▶ _About this task_:
Would you return every line of the listing below that has "next" in it?

-------------------------

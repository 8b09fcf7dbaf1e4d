//! Glyph atlas tiling.
//!
//! A spritesheet arrives as full-width rows stored bottom-up. Firmware wants
//! each glyph as its own contiguous block with rows top-down, so it can blit
//! glyph `i` by copying `glyph_bytes` from `i * glyph_bytes`. [`tile`]
//! performs that reordering.

use crate::bitmap::{GridSpec, SourceBitmap};
use crate::charmap;
use crate::error::AtlasError;

/// Packed RGB565 glyph blocks in row-major cell order.
#[derive(Debug, Clone, PartialEq, Eq)]
pub struct GlyphAtlas {
    grid: GridSpec,
    data: Vec<u8>,
}

impl GlyphAtlas {
    /// The grid this atlas was cut from.
    pub fn grid(&self) -> &GridSpec {
        &self.grid
    }

    pub fn as_bytes(&self) -> &[u8] {
        &self.data
    }

    pub fn into_bytes(self) -> Vec<u8> {
        self.data
    }

    pub fn len(&self) -> usize {
        self.data.len()
    }

    pub fn is_empty(&self) -> bool {
        self.data.is_empty()
    }

    pub fn glyph_count(&self) -> usize {
        self.grid.glyph_count()
    }

    /// Pixel block of glyph `index`, rows top-down.
    pub fn glyph(&self, index: usize) -> Option<&[u8]> {
        if index >= self.glyph_count() {
            return None;
        }
        let size = self.grid.glyph_bytes();
        Some(&self.data[index * size..(index + 1) * size])
    }

    /// Pixel block for a Latin-1 byte, using the firmware's character mapping.
    pub fn glyph_for_byte(&self, byte: u8) -> Option<&[u8]> {
        charmap::glyph_index(byte).and_then(|i| self.glyph(i))
    }

    /// Iterate over all glyph blocks in index order.
    pub fn glyphs(&self) -> std::slice::ChunksExact<'_, u8> {
        self.data.chunks_exact(self.grid.glyph_bytes())
    }
}

impl AsRef<[u8]> for GlyphAtlas {
    fn as_ref(&self) -> &[u8] {
        &self.data
    }
}

/// Cut `bitmap` into glyph blocks according to `grid`.
///
/// All geometry is validated before the output buffer is allocated, so a
/// mismatch never yields a partial atlas.
pub fn tile(bitmap: &SourceBitmap, grid: &GridSpec) -> Result<GlyphAtlas, AtlasError> {
    grid.check_dimensions(bitmap.width, bitmap.height)?;
    let expected = SourceBitmap::expected_len(bitmap.width, bitmap.height);
    if bitmap.data.len() as u64 != expected {
        return Err(AtlasError::mismatch(format!(
            "bitmap buffer holds {} bytes, {}x{} RGB565 needs {}",
            bitmap.data.len(),
            bitmap.width,
            bitmap.height,
            expected
        )));
    }

    let row_bytes = grid.row_bytes();
    let mut data = Vec::with_capacity(grid.atlas_bytes());

    for i in 0..grid.glyph_count() {
        let col = (i % grid.columns as usize) as u32;
        let row = (i / grid.columns as usize) as u32;
        let x = col * grid.cell_width;

        for y in 0..grid.cell_height {
            let start = bitmap.row_offset(row * grid.cell_height + y, x);
            data.extend_from_slice(&bitmap.data[start..start + row_bytes]);
        }
    }

    debug_assert_eq!(data.len(), grid.atlas_bytes());
    Ok(GlyphAtlas { grid: *grid, data })
}
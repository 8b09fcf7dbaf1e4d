//! RGB565 pixel packing.

/// Bytes occupied by one packed RGB565 pixel.
pub const BYTES_PER_PIXEL: usize = 2;

/// A 16-bit pixel with red in bits 15-11, green in 10-5 and blue in 4-0.
#[derive(Debug, Clone, Copy, PartialEq, Eq, Hash, Default)]
pub struct Rgb565(pub u16);

impl Rgb565 {
    /// Pack 8-bit channels by keeping the top 5/6/5 bits of each.
    pub const fn from_rgb8(r: u8, g: u8, b: u8) -> Self {
        let r5 = (r >> 3) as u16;
        let g6 = (g >> 2) as u16;
        let b5 = (b >> 3) as u16;
        Self((r5 << 11) | (g6 << 5) | b5)
    }

    /// Pack an RGBA sample. Alpha is ignored.
    pub const fn from_rgba8(r: u8, g: u8, b: u8, _a: u8) -> Self {
        Self::from_rgb8(r, g, b)
    }

    /// Raw 5-bit red channel.
    pub const fn red(self) -> u8 {
        (self.0 >> 11) as u8
    }

    /// Raw 6-bit green channel.
    pub const fn green(self) -> u8 {
        ((self.0 >> 5) & 0x3f) as u8
    }

    /// Raw 5-bit blue channel.
    pub const fn blue(self) -> u8 {
        (self.0 & 0x1f) as u8
    }

    /// Little-endian byte order, as stored in BMP payloads and atlas files.
    pub const fn to_le_bytes(self) -> [u8; 2] {
        self.0.to_le_bytes()
    }

    pub const fn from_le_bytes(bytes: [u8; 2]) -> Self {
        Self(u16::from_le_bytes(bytes))
    }

    /// Expand back to 8-bit channels by bit replication.
    ///
    /// Lossy: `from_rgb8(to_rgb8(p)) == p`, but not the other way around.
    pub const fn to_rgb8(self) -> [u8; 3] {
        let r = self.red();
        let g = self.green();
        let b = self.blue();
        [(r << 3) | (r >> 2), (g << 2) | (g >> 4), (b << 3) | (b >> 2)]
    }
}

impl From<[u8; 3]> for Rgb565 {
    fn from(rgb: [u8; 3]) -> Self {
        Self::from_rgb8(rgb[0], rgb[1], rgb[2])
    }
}

impl From<[u8; 4]> for Rgb565 {
    fn from(rgba: [u8; 4]) -> Self {
        Self::from_rgba8(rgba[0], rgba[1], rgba[2], rgba[3])
    }
}

impl From<Rgb565> for u16 {
    fn from(px: Rgb565) -> u16 {
        px.0
    }
}

/// Convert one truecolor sample (RGB or RGBA) to RGB565.
pub fn convert(pixel: impl Into<Rgb565>) -> Rgb565 {
    pixel.into()
}
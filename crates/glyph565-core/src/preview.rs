//! Deterministic PNG previews of a packed atlas.
//!
//! The preview re-assembles glyph blocks into the original sheet geometry so
//! a converted atlas can be eyeballed against its source. Colors are the
//! RGB565 values expanded back to 8 bits, so quantization is visible.

use std::io::Write;
use std::path::Path;

use png::{BitDepth, ColorType, Compression, Encoder, FilterType};
use tempfile::NamedTempFile;

use crate::atlas::GlyphAtlas;
use crate::error::AtlasError;
use crate::pixel::{Rgb565, BYTES_PER_PIXEL};
use crate::raw::parent_dir;

/// PNG export configuration for deterministic output.
#[derive(Debug, Clone)]
pub struct PngConfig {
    /// Compression level. Use a fixed value for determinism.
    pub compression: Compression,
    /// Filter type. Use a fixed value for determinism.
    pub filter: FilterType,
}

impl Default for PngConfig {
    fn default() -> Self {
        Self {
            compression: Compression::Default,
            filter: FilterType::NoFilter,
        }
    }
}

/// Lay the atlas back out as a top-down RGB8 sheet.
///
/// Returns `(width, height, pixels)`.
pub fn render_sheet(atlas: &GlyphAtlas) -> (u32, u32, Vec<u8>) {
    let grid = atlas.grid();
    let width = grid.cell_width * grid.columns;
    let height = grid.cell_height * grid.rows;
    let mut pixels = vec![0u8; width as usize * height as usize * 3];

    for (i, block) in atlas.glyphs().enumerate() {
        let x0 = (i % grid.columns as usize) * grid.cell_width as usize;
        let y0 = (i / grid.columns as usize) * grid.cell_height as usize;

        for (j, px) in block.chunks_exact(BYTES_PER_PIXEL).enumerate() {
            let x = x0 + j % grid.cell_width as usize;
            let y = y0 + j / grid.cell_width as usize;
            let idx = (y * width as usize + x) * 3;
            let rgb = Rgb565::from_le_bytes([px[0], px[1]]).to_rgb8();
            pixels[idx..idx + 3].copy_from_slice(&rgb);
        }
    }

    (width, height, pixels)
}

/// Write a preview PNG of `atlas` to a file.
///
/// Encodes into a temporary file next to `path` and renames it into place,
/// so a failed encode leaves no truncated PNG behind.
pub fn write_preview(
    atlas: &GlyphAtlas,
    path: &Path,
    config: &PngConfig,
) -> Result<(), AtlasError> {
    let mut tmp = NamedTempFile::new_in(parent_dir(path))?;
    {
        let mut writer = std::io::BufWriter::new(tmp.as_file_mut());
        write_preview_to_writer(atlas, &mut writer, config)?;
        writer.flush()?;
    }
    tmp.persist(path).map_err(|e| e.error)?;
    Ok(())
}

/// Write a preview PNG of `atlas` to any writer.
pub fn write_preview_to_writer<W: Write>(
    atlas: &GlyphAtlas,
    writer: W,
    config: &PngConfig,
) -> Result<(), AtlasError> {
    let (width, height, pixels) = render_sheet(atlas);

    let mut encoder = Encoder::new(writer, width, height);
    encoder.set_color(ColorType::Rgb);
    encoder.set_depth(BitDepth::Eight);
    encoder.set_compression(config.compression);
    encoder.set_filter(config.filter);

    let mut png_writer = encoder.write_header()?;
    png_writer.write_image_data(&pixels)?;
    png_writer.finish()?;

    Ok(())
}

#[cfg(test)]
mod tests {
    use super::*;
    use crate::{tile, GridSpec, SourceBitmap};

    fn checker_atlas() -> GlyphAtlas {
        // 4x2 sheet, two 2x2 glyphs; alternate black/white pixels
        let mut data = Vec::new();
        for i in 0..8 {
            let px = if i % 2 == 0 { 0xffffu16 } else { 0 };
            data.extend_from_slice(&px.to_le_bytes());
        }
        let bitmap = SourceBitmap::new(4, 2, data).unwrap();
        tile(&bitmap, &GridSpec::new(2, 2, 2, 1)).unwrap()
    }

    #[test]
    fn test_render_restores_sheet_layout() {
        let bitmap = SourceBitmap::new(4, 2, {
            let mut d = Vec::new();
            for v in [0xf800u16, 0x07e0, 0x001f, 0xffff, 0, 0xf800, 0x07e0, 0x001f] {
                d.extend_from_slice(&v.to_le_bytes());
            }
            d
        })
        .unwrap();
        let atlas = tile(&bitmap, &GridSpec::new(2, 2, 2, 1)).unwrap();
        let (w, h, pixels) = render_sheet(&atlas);
        assert_eq!((w, h), (4, 2));
        for y in 0..2u32 {
            for x in 0..4u32 {
                let idx = ((y * 4 + x) * 3) as usize;
                let expected = bitmap.pixel(x, y).unwrap().to_rgb8();
                assert_eq!(&pixels[idx..idx + 3], &expected[..], "pixel ({x}, {y})");
            }
        }
    }

    #[test]
    fn test_write_preview_file() {
        let dir = tempfile::tempdir().unwrap();
        let path = dir.path().join("atlas.raw.png");
        write_preview(&checker_atlas(), &path, &PngConfig::default()).unwrap();

        let mut expected = Vec::new();
        write_preview_to_writer(&checker_atlas(), &mut expected, &PngConfig::default()).unwrap();
        assert_eq!(std::fs::read(&path).unwrap(), expected);
    }

    #[test]
    fn test_write_preview_missing_directory_leaves_nothing() {
        let dir = tempfile::tempdir().unwrap();
        let path = dir.path().join("missing").join("atlas.raw.png");
        assert!(write_preview(&checker_atlas(), &path, &PngConfig::default()).is_err());
        assert!(!path.exists());
        assert_eq!(std::fs::read_dir(dir.path()).unwrap().count(), 0);
    }

    #[test]
    fn test_preview_deterministic() {
        let config = PngConfig::default();
        let mut a = Vec::new();
        let mut b = Vec::new();
        write_preview_to_writer(&checker_atlas(), &mut a, &config).unwrap();
        write_preview_to_writer(&checker_atlas(), &mut b, &config).unwrap();
        assert_eq!(a, b, "PNG data should be identical");
        assert_eq!(&a[1..4], b"PNG");
    }
}
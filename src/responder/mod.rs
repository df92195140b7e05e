//! Message triage and response pipeline.
//!
//! One handler per inbound message: discard group and self-originated
//! traffic, normalize the body, ask the model whether the message needs the
//! owner's attention, then either forward it to the owner or answer it in
//! persona. No conversation state is kept between messages.

pub mod classifier;
pub mod jid;
pub mod persona;
pub mod pipeline;

pub use pipeline::MessageResponder;

use async_trait::async_trait;

use crate::whatsapp::BridgeError;

/// Outbound message transport as the responder sees it.
///
/// [`crate::whatsapp::BridgeClient`] is the production implementation; tests
/// substitute a recording mock.
#[async_trait]
pub trait OutboundSender: Send + Sync {
    /// Send a text message to the given address.
    ///
    /// # Errors
    ///
    /// Returns [`BridgeError`] when the transport rejects or fails the send.
    async fn send_message(&self, to: &str, text: &str) -> Result<(), BridgeError>;
}

/// Errors from the responder pipeline.
///
/// LLM failures never surface here: both call sites degrade to fixed
/// replacement strings. What remains is outbound transport failure.
#[derive(Debug, thiserror::Error)]
pub enum ResponderError {
    /// An outbound send failed.
    #[error("outbound send failed: {0}")]
    Send(#[from] BridgeError),
}
//! Pairing setup tests: QR decode/save and upload failure handling.

use marvin::whatsapp::setup::{save_qr_png, upload_qr};

#[tokio::test]
async fn save_qr_png_decodes_and_writes_file() {
    let dir = tempfile::tempdir().expect("tempdir");
    let path = dir.path().join("qr.png");

    // "hello" in base64; content is opaque to the saver.
    save_qr_png("aGVsbG8=", &path).await.expect("should save");

    let written = std::fs::read(&path).expect("file should exist");
    assert_eq!(written, b"hello");
}

#[tokio::test]
async fn save_qr_png_tolerates_surrounding_whitespace() {
    let dir = tempfile::tempdir().expect("tempdir");
    let path = dir.path().join("qr.png");

    save_qr_png("  aGVsbG8=\n", &path).await.expect("should save");
    assert_eq!(std::fs::read(&path).expect("file"), b"hello");
}

#[tokio::test]
async fn save_qr_png_rejects_invalid_base64() {
    let dir = tempfile::tempdir().expect("tempdir");
    let path = dir.path().join("qr.png");

    let result = save_qr_png("!!! not base64 !!!", &path).await;
    assert!(result.is_err());
    assert!(!path.exists());
}

#[tokio::test]
async fn upload_qr_missing_file_is_error() {
    let result = upload_qr("http://127.0.0.1:9/upload", std::path::Path::new("/nonexistent/qr.png")).await;
    assert!(result.is_err());
}

#[tokio::test]
async fn upload_qr_dead_endpoint_is_error() {
    let dir = tempfile::tempdir().expect("tempdir");
    let path = dir.path().join("qr.png");
    std::fs::write(&path, b"png bytes").expect("write");

    let listener = tokio::net::TcpListener::bind("127.0.0.1:0")
        .await
        .expect("bind");
    let addr = listener.local_addr().expect("addr");
    drop(listener);

    let result = upload_qr(&format!("http://{addr}/upload"), &path).await;
    assert!(result.is_err());
}
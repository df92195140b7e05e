//! WhatsApp pairing setup: sidecar lifecycle and QR code publishing.
//!
//! The bridge sidecar runs as a Docker container managed with the
//! inspect-start-create pattern. Pairing works by fetching the QR code the
//! sidecar renders, saving it as `qr.png`, and uploading the PNG to a public
//! file host so the owner can scan it from anywhere.

use std::collections::HashMap;
use std::path::Path;

use base64::Engine;
use bollard::container::{
    Config as ContainerConfig, CreateContainerOptions, StartContainerOptions,
};
use bollard::image::CreateImageOptions;
use bollard::models::{HostConfig, PortBinding, RestartPolicy, RestartPolicyNameEnum};
use bollard::Docker;
use tokio_stream::StreamExt;
use tracing::{info, warn};

use super::client::BridgeClient;
use super::BridgeError;

/// Container name for the bridge sidecar.
pub const CONTAINER_NAME: &str = "marvin-bridge";

/// Port the bridge listens on inside and outside the container.
pub const BRIDGE_PORT: u16 = 3000;

/// Memory limit for the sidecar (768 MB; a headless browser lives in there).
const MEMORY_LIMIT_BYTES: i64 = 768 * 1024 * 1024;

/// Ensure the bridge sidecar container is running.
///
/// Inspect first; start it if it exists but is stopped; pull the image and
/// create it if missing.
///
/// # Errors
///
/// Returns [`BridgeError::SetupFailed`] when any Docker operation fails.
pub async fn ensure_container(docker: &Docker, image: &str) -> Result<(), BridgeError> {
    match docker.inspect_container(CONTAINER_NAME, None).await {
        Ok(info) => {
            let running = info.state.as_ref().and_then(|s| s.running).unwrap_or(false);
            if running {
                info!(container = CONTAINER_NAME, "bridge sidecar already running");
                return Ok(());
            }
            start_container(docker).await?;
            info!(container = CONTAINER_NAME, "bridge sidecar started");
            Ok(())
        }
        Err(bollard::errors::Error::DockerResponseServerError {
            status_code: 404, ..
        }) => {
            create_and_start(docker, image).await?;
            info!(container = CONTAINER_NAME, image, "bridge sidecar created and started");
            Ok(())
        }
        Err(e) => Err(BridgeError::SetupFailed(format!(
            "failed to inspect container: {e}"
        ))),
    }
}

async fn start_container(docker: &Docker) -> Result<(), BridgeError> {
    docker
        .start_container(CONTAINER_NAME, None::<StartContainerOptions<String>>)
        .await
        .map_err(|e| BridgeError::SetupFailed(format!("failed to start container: {e}")))
}

async fn create_and_start(docker: &Docker, image: &str) -> Result<(), BridgeError> {
    // Pull the image; warnings are non-fatal (the image may exist locally).
    let pull_opts = CreateImageOptions {
        from_image: image,
        ..Default::default()
    };
    let mut pull_stream = docker.create_image(Some(pull_opts), None, None);
    while let Some(result) = pull_stream.next().await {
        if let Err(e) = result {
            warn!(error = %e, "image pull warning");
        }
    }

    let port_key = format!("{BRIDGE_PORT}/tcp");
    let mut port_bindings = HashMap::new();
    port_bindings.insert(
        port_key.clone(),
        Some(vec![PortBinding {
            host_ip: Some("127.0.0.1".to_owned()),
            host_port: Some(BRIDGE_PORT.to_string()),
        }]),
    );

    // The sidecar keeps a persistent WebSocket to WhatsApp servers and the
    // session store inside the container, so it restarts on failure rather
    // than losing the pairing. It binds to localhost only.
    let host_config = HostConfig {
        port_bindings: Some(port_bindings),
        restart_policy: Some(RestartPolicy {
            name: Some(RestartPolicyNameEnum::ON_FAILURE),
            maximum_retry_count: Some(5),
        }),
        memory: Some(MEMORY_LIMIT_BYTES),
        ..Default::default()
    };

    let mut exposed_ports = HashMap::new();
    exposed_ports.insert(port_key, HashMap::new());

    let container_config = ContainerConfig {
        image: Some(image.to_owned()),
        exposed_ports: Some(exposed_ports),
        host_config: Some(host_config),
        ..Default::default()
    };

    let create_opts = CreateContainerOptions {
        name: CONTAINER_NAME.to_owned(),
        platform: None,
    };
    docker
        .create_container(Some(create_opts), container_config)
        .await
        .map_err(|e| BridgeError::SetupFailed(format!("failed to create container: {e}")))?;

    start_container(docker).await
}

/// Decode a base64 PNG payload and save it to `path`.
///
/// # Errors
///
/// Returns [`BridgeError::SetupFailed`] on decode or write failure.
pub async fn save_qr_png(data_b64: &str, path: &Path) -> Result<(), BridgeError> {
    let bytes = base64::engine::general_purpose::STANDARD
        .decode(data_b64.trim())
        .map_err(|e| BridgeError::SetupFailed(format!("invalid QR payload: {e}")))?;
    tokio::fs::write(path, bytes)
        .await
        .map_err(|e| BridgeError::SetupFailed(format!("failed to write {}: {e}", path.display())))?;
    info!(path = %path.display(), "QR code saved");
    Ok(())
}

/// Upload the saved QR code PNG to the file host and return its public URL.
///
/// # Errors
///
/// Returns [`BridgeError::SetupFailed`] when the upload fails or the host
/// returns no location.
pub async fn upload_qr(upload_url: &str, path: &Path) -> Result<String, BridgeError> {
    let bytes = tokio::fs::read(path)
        .await
        .map_err(|e| BridgeError::SetupFailed(format!("failed to read {}: {e}", path.display())))?;

    let file_name = path
        .file_name()
        .and_then(|n| n.to_str())
        .unwrap_or("qr.png")
        .to_owned();

    let part = reqwest::multipart::Part::bytes(bytes)
        .file_name(file_name)
        .mime_str("image/png")
        .map_err(|e| BridgeError::SetupFailed(format!("invalid mime type: {e}")))?;
    let form = reqwest::multipart::Form::new().part("file", part);

    let resp = reqwest::Client::new()
        .post(upload_url)
        .multipart(form)
        .send()
        .await?;

    if !resp.status().is_success() {
        let status = resp.status();
        return Err(BridgeError::SetupFailed(format!(
            "QR upload returned {status}"
        )));
    }

    let body: serde_json::Value = resp.json().await?;
    body.get("location")
        .and_then(|v| v.as_str())
        .map(str::to_owned)
        .ok_or_else(|| BridgeError::SetupFailed("QR upload response had no location".to_owned()))
}

/// Handle a freshly issued QR code: save it locally, then best-effort
/// publish it to the file host and log the public URL.
pub async fn publish_qr(data_b64: &str, qr_path: &Path, upload_url: &str) {
    if let Err(e) = save_qr_png(data_b64, qr_path).await {
        warn!(error = %e, "failed to save QR code");
        return;
    }
    match upload_qr(upload_url, qr_path).await {
        Ok(url) => info!(%url, "QR code published"),
        Err(e) => warn!(error = %e, "failed to upload QR code"),
    }
}

/// Run the full pairing flow: ensure the container, wait for the sidecar,
/// fetch the QR code, and publish it.
///
/// # Errors
///
/// Returns [`BridgeError`] when the sidecar cannot be reached or offers no
/// QR code.
pub async fn link(
    docker: Option<&Docker>,
    client: &BridgeClient,
    image: &str,
    qr_path: &Path,
    upload_url: &str,
) -> Result<(), BridgeError> {
    if let Some(docker) = docker {
        ensure_container(docker, image).await?;
    }
    client.wait_reachable().await?;

    if client.is_ready().await {
        info!("WhatsApp session already linked, nothing to do");
        return Ok(());
    }

    let qr = client.get_qr().await?;
    save_qr_png(&qr, qr_path).await?;
    match upload_qr(upload_url, qr_path).await {
        Ok(url) => info!(%url, "scan this QR code to link WhatsApp"),
        Err(e) => warn!(error = %e, path = %qr_path.display(), "upload failed, scan the local file"),
    }
    Ok(())
}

-------------------------

▶ _Answer space_:
/// Encodes into a temporary file next to `path` and renames it into place,
    while let Some(result) = pull_stream.next().await {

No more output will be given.